Assembler PDD

Simon Cozens Fri, 08 Mar 2002 14:52:44 -0800

This is a draft of the assembly/assembler PDD; it ought to make sense
without the bytecode PDD which it often refers to. I'll write that next,
and follow up with an assembler, assuming vague agreement to this and that
my bloody flu clears up soon.


Comments welcome!

=head1 TITLE

The Parrot Assembly Language

=head1 VERSION

1

=head2 CURRENT

    Maintainer: Simon Cozens <[EMAIL PROTECTED]>
    PDD Number: 
    Version: 1
    Status: Proposed
    Last Modified: Fri Mar  1 15:50:00 GMT 2002
    PDD Format: 1
    Language:

=head2 HISTORY

=over 4

=item version 1

None.
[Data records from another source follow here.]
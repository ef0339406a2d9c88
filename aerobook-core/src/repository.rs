use async_trait::async_trait;

use crate::booking::{BookingDetails, BookingRef, BookingUpdate, Itinerary, NewBooking, SeatCode};
use crate::flight::{Flight, NewFlight};
use crate::identity::AdminAccount;
use crate::search::FlightQuery;
use crate::wizard::WizardState;
use crate::CoreResult;

/// Flight inventory access
#[async_trait]
pub trait FlightRepository: Send + Sync {
    async fn list_flights(&self) -> CoreResult<Vec<Flight>>;

    async fn get_flight(&self, num: i64) -> CoreResult<Option<Flight>>;

    async fn search_flights(&self, query: &FlightQuery) -> CoreResult<Vec<Flight>>;

    async fn create_flight(&self, flight: &NewFlight) -> CoreResult<Flight>;

    /// Returns `None` when no flight has this number.
    async fn update_flight(&self, num: i64, flight: &NewFlight) -> CoreResult<Option<Flight>>;

    /// Bookings referencing the flight are left untouched.
    async fn delete_flight(&self, num: i64) -> CoreResult<bool>;
}

/// Booking record access. Every lookup takes the id and reference together.
#[async_trait]
pub trait BookingRepository: Send + Sync {
    /// Persists the booking, its passengers and their links atomically.
    /// Fails with `CoreError::Conflict` if the seat was taken meanwhile.
    async fn create_booking(&self, booking: &NewBooking) -> CoreResult<BookingRef>;

    async fn find_booking(&self, id: i64, reference: i64) -> CoreResult<Option<BookingDetails>>;

    async fn update_booking(&self, id: i64, reference: i64, update: &BookingUpdate) -> CoreResult<bool>;

    async fn cancel_booking(&self, id: i64, reference: i64) -> CoreResult<bool>;

    /// Seats already sold on any leg of the itinerary.
    async fn taken_seats(&self, itinerary: Itinerary) -> CoreResult<Vec<String>>;

    async fn seat_taken(&self, itinerary: Itinerary, seat: &SeatCode) -> CoreResult<bool>;
}

#[async_trait]
pub trait AdminRepository: Send + Sync {
    async fn find_admin(&self, username: &str) -> CoreResult<Option<AdminAccount>>;

    /// Fails with `CoreError::Conflict` when the username is taken.
    async fn create_admin(&self, username: &str, hash: &str) -> CoreResult<AdminAccount>;
}

/// Per-visitor wizard storage keyed by session id.
#[async_trait]
pub trait SessionStore: Send + Sync {
    async fn load(&self, session_id: &str) -> CoreResult<Option<WizardState>>;

    async fn save(&self, session_id: &str, state: &WizardState) -> CoreResult<()>;

    async fn clear(&self, session_id: &str) -> CoreResult<()>;
}
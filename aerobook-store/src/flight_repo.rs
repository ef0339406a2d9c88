use aerobook_core::repository::FlightRepository;
use aerobook_core::{CoreError, CoreResult, FareClass, Flight, FlightQuery, NewFlight};
use async_trait::async_trait;
use chrono::{NaiveDate, NaiveTime};
use sqlx::SqlitePool;
use tracing::info;

pub struct SqliteFlightRepository {
    pool: SqlitePool,
}

impl SqliteFlightRepository {
    pub fn new(pool: SqlitePool) -> Self {
        Self { pool }
    }
}

#[derive(sqlx::FromRow)]
struct FlightRow {
    num: i64,
    city_from: String,
    city_to: String,
    depart_date: NaiveDate,
    arrival_date: NaiveDate,
    depart_time: NaiveTime,
    arrival_time: NaiveTime,
    duration: String,
    fclass: String,
    price: i64,
}

impl TryFrom<FlightRow> for Flight {
    type Error = CoreError;

    fn try_from(row: FlightRow) -> Result<Self, Self::Error> {
        let fclass = row
            .fclass
            .parse::<FareClass>()
            .map_err(|_| CoreError::Internal(format!("Flight {} has unknown fare class {}", row.num, row.fclass)))?;

        Ok(Flight {
            num: row.num,
            city_from: row.city_from,
            city_to: row.city_to,
            depart_date: row.depart_date,
            arrival_date: row.arrival_date,
            depart_time: row.depart_time,
            arrival_time: row.arrival_time,
            duration: row.duration,
            fclass,
            price: row.price,
        })
    }
}

const SELECT_FLIGHT: &str = r#"
    SELECT num, city_from, city_to, depart_date, arrival_date,
           depart_time, arrival_time, duration, fclass, price
    FROM flight
"#;

fn into_flights(rows: Vec<FlightRow>) -> CoreResult<Vec<Flight>> {
    rows.into_iter().map(Flight::try_from).collect()
}

#[async_trait]
impl FlightRepository for SqliteFlightRepository {
    async fn list_flights(&self) -> CoreResult<Vec<Flight>> {
        let rows = sqlx::query_as::<_, FlightRow>(&format!(
            "{} ORDER BY depart_date, depart_time, num",
            SELECT_FLIGHT
        ))
        .fetch_all(&self.pool)
        .await
        .map_err(CoreError::storage)?;

        into_flights(rows)
    }

    async fn get_flight(&self, num: i64) -> CoreResult<Option<Flight>> {
        sqlx::query_as::<_, FlightRow>(&format!("{} WHERE num = ?", SELECT_FLIGHT))
            .bind(num)
            .fetch_optional(&self.pool)
            .await
            .map_err(CoreError::storage)?
            .map(Flight::try_from)
            .transpose()
    }

    async fn search_flights(&self, query: &FlightQuery) -> CoreResult<Vec<Flight>> {
        let rows = sqlx::query_as::<_, FlightRow>(&format!(
            r#"{}
            WHERE city_from = ? COLLATE NOCASE
              AND city_to = ? COLLATE NOCASE
              AND depart_date = ?
              AND fclass = ?
            ORDER BY depart_time, num"#,
            SELECT_FLIGHT
        ))
        .bind(&query.city_from)
        .bind(&query.city_to)
        .bind(query.date)
        .bind(query.fclass.as_str())
        .fetch_all(&self.pool)
        .await
        .map_err(CoreError::storage)?;

        into_flights(rows)
    }

    async fn create_flight(&self, flight: &NewFlight) -> CoreResult<Flight> {
        let duration = flight.duration();

        let num = sqlx::query(
            r#"
            INSERT INTO flight (city_from, city_to, depart_date, arrival_date,
                                depart_time, arrival_time, duration, fclass, price)
            VALUES (?, ?, ?, ?, ?, ?, ?, ?, ?)
            "#,
        )
        .bind(&flight.city_from)
        .bind(&flight.city_to)
        .bind(flight.depart_date)
        .bind(flight.arrival_date)
        .bind(flight.depart_time)
        .bind(flight.arrival_time)
        .bind(&duration)
        .bind(flight.fclass.as_str())
        .bind(flight.price)
        .execute(&self.pool)
        .await
        .map_err(CoreError::storage)?
        .last_insert_rowid();

        info!("Flight {} created: {} -> {}", num, flight.city_from, flight.city_to);

        Ok(Flight {
            num,
            city_from: flight.city_from.clone(),
            city_to: flight.city_to.clone(),
            depart_date: flight.depart_date,
            arrival_date: flight.arrival_date,
            depart_time: flight.depart_time,
            arrival_time: flight.arrival_time,
            duration,
            fclass: flight.fclass,
            price: flight.price,
        })
    }

    async fn update_flight(&self, num: i64, flight: &NewFlight) -> CoreResult<Option<Flight>> {
        let result = sqlx::query(
            r#"
            UPDATE flight
            SET city_from = ?, city_to = ?, depart_date = ?, arrival_date = ?,
                depart_time = ?, arrival_time = ?, duration = ?, fclass = ?, price = ?
            WHERE num = ?
            "#,
        )
        .bind(&flight.city_from)
        .bind(&flight.city_to)
        .bind(flight.depart_date)
        .bind(flight.arrival_date)
        .bind(flight.depart_time)
        .bind(flight.arrival_time)
        .bind(flight.duration())
        .bind(flight.fclass.as_str())
        .bind(flight.price)
        .bind(num)
        .execute(&self.pool)
        .await
        .map_err(CoreError::storage)?;

        if result.rows_affected() == 0 {
            return Ok(None);
        }

        info!("Flight {} updated", num);
        self.get_flight(num).await
    }

    async fn delete_flight(&self, num: i64) -> CoreResult<bool> {
        let result = sqlx::query("DELETE FROM flight WHERE num = ?")
            .bind(num)
            .execute(&self.pool)
            .await
            .map_err(CoreError::storage)?;

        let deleted = result.rows_affected() > 0;
        if deleted {
            info!("Flight {} deleted", num);
        }
        Ok(deleted)
    }
}
use sqlx::sqlite::{SqliteConnectOptions, SqlitePoolOptions};
use sqlx::SqlitePool;
use std::str::FromStr;
use std::time::Duration;
use tracing::info;

#[derive(Clone)]
pub struct DbClient {
    pub pool: SqlitePool,
}

impl DbClient {
    pub async fn new(connection_string: &str, max_connections: u32) -> Result<Self, sqlx::Error> {
        let options = SqliteConnectOptions::from_str(connection_string)?
            .create_if_missing(true)
            .foreign_keys(true)
            .busy_timeout(Duration::from_secs(10));

        // An in-memory database lives and dies with its single connection.
        let in_memory = connection_string.contains(":memory:");
        let pool_options = if in_memory {
            SqlitePoolOptions::new()
                .max_connections(1)
                .idle_timeout(None)
                .max_lifetime(None)
        } else {
            SqlitePoolOptions::new().max_connections(max_connections)
        };

        let pool = pool_options
            .acquire_timeout(Duration::from_secs(3))
            .connect_with(options)
            .await?;

        Ok(Self { pool })
    }

    /// Fresh in-memory database with migrations applied.
    pub async fn in_memory() -> Result<Self, sqlx::Error> {
        let client = Self::new("sqlite::memory:", 1).await?;
        client.migrate().await?;
        Ok(client)
    }

    pub async fn migrate(&self) -> Result<(), sqlx::migrate::MigrateError> {
        info!("Running database migrations...");
        sqlx::migrate!("../migrations").run(&self.pool).await?;
        info!("Migrations completed successfully.");
        Ok(())
    }
}
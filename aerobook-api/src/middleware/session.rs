use axum::{
    extract::Request,
    http::{header::SET_COOKIE, HeaderValue},
    middleware::Next,
    response::Response,
};
use axum_extra::extract::cookie::{Cookie, CookieJar, SameSite};
use uuid::Uuid;

pub const SESSION_COOKIE: &str = "aerobook_sid";

/// Opaque visitor id keying the wizard state in the session store.
#[derive(Debug, Clone, PartialEq, Eq)]
pub struct SessionId(pub String);

impl SessionId {
    pub fn as_str(&self) -> &str {
        &self.0
    }
}

/// Gives every visitor a session id, minting one when the cookie is absent
/// or malformed.
pub async fn session_middleware(mut req: Request, next: Next) -> Response {
    let existing = CookieJar::from_headers(req.headers())
        .get(SESSION_COOKIE)
        .map(|c| c.value().to_string())
        .filter(|v| Uuid::parse_str(v).is_ok());

    let (id, fresh) = match existing {
        Some(id) => (id, false),
        None => (Uuid::new_v4().to_string(), true),
    };

    req.extensions_mut().insert(SessionId(id.clone()));
    let mut response = next.run(req).await;

    if fresh {
        let cookie = Cookie::build((SESSION_COOKIE, id))
            .path("/")
            .http_only(true)
            .same_site(SameSite::Lax)
            .build();
        match HeaderValue::from_str(&cookie.to_string()) {
            Ok(value) => {
                response.headers_mut().append(SET_COOKIE, value);
            }
            Err(e) => tracing::error!("Failed to set session cookie: {}", e),
        }
    }

    response
}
First version

=back

=head1 CHANGES

=over 4

=item Version 1.0

None. First version

=back

=head1 ABSTRACT

This PDD defines the specifications for the Parrot assembly language;
the implementation section will describe the implementation of a
reference model Parrot assembler.

=head1 DESCRIPTION

The Parrot assembly language is a textual representation of a program to
be run on the Parrot interpreter. It is not the only possible
representation, and indeed it is hoped that most uses of Parrot will
directly produce bytecode through a compiler interface. However, Parrot
will ship with both an assembler and disassembler for human modification
of the bytecode.

=head2 Standard Format

A typical line of assembler consists of an optional label, an optional
operation followed by optional comma-delimited arguments, followed by an
optional comment.

Labels are indicated as alphanumeric characters followed immediately by
a colon. The colon is not taken to be part of the label. If the same
label is defined more than once, the assembly is invalid, and assemblers
may reject it.

Comments begin with a hash sign (#) and this marker, together with
everything else on the line following the hash sign, is ignored.

=head2 Operations

Operations are specified as alphanumeric characters, and are taken
from the loaded oplibs. The form of operations is the same as it is
in the oplibs: C<name_t_t_t> where C<t> represents the type of the
given parameter. (See the next section.)

Operations may optionally be specified in an abbreviated format, just
the C<name> above; the assembler must derive the full name of the
operation from the parameters specified. For instance, 

    set I1, 1

is equivalent to

    set_i_ic I1, 1

The conversion between C<set> and C<set_i_ic> is a required phase of
thet assembler's implementation.

=head2 Parameters

Parameters are of the following types:

=over 3

=item B<i>nteger register

=item B<i>nteger B<c>onstant

=item B<n>umeric register

=item B<n>umeric B<c>onstant

=item B<s>tring register

=item B<s>tring B<c>onstant

=item B<k>ey B<constant>

=item B<r>egister specifier

=back

The letters in bold face show the abbreviation for the parameter which
makes up the name of the operation as described above. In accordance
with the bytecode PDD, constant parameters other than integer constants
are represented in the bytecode as an integer index into the appropriate
constant table; registers are represented as an integer, and register
specifiers are emitted by encoding the register type in the top two bits
and the register number in the bottom six bits. See the bytecode PDD for
more details on this.

A label may be used as a parameter, in which case the label is to be
taken as an integer constant representing the number of tokens
between the C<beginning> of the current op and the site of the label's
definition.

=head2 Keyed parameters

As well as the parameter types mentioned above, there are compound
types based on keyed parameters, as described in the Keys PDD.

=head2 Pragmata

Lines beginning with a period (.) followed by some text are B<pragmata>
and are reserved. No pragmata are currently defined.

=head2 Macros

Parrot assembly has no I<native> macro capability. Implementations are free 
to add their own macro capabilities, although they must B<not> do so using
the pragmata syntax.

=head1 IMPLEMENTATION

A reference implementation of the Parrot assembler is provided. This
section briefly discusses the operation of this assembler.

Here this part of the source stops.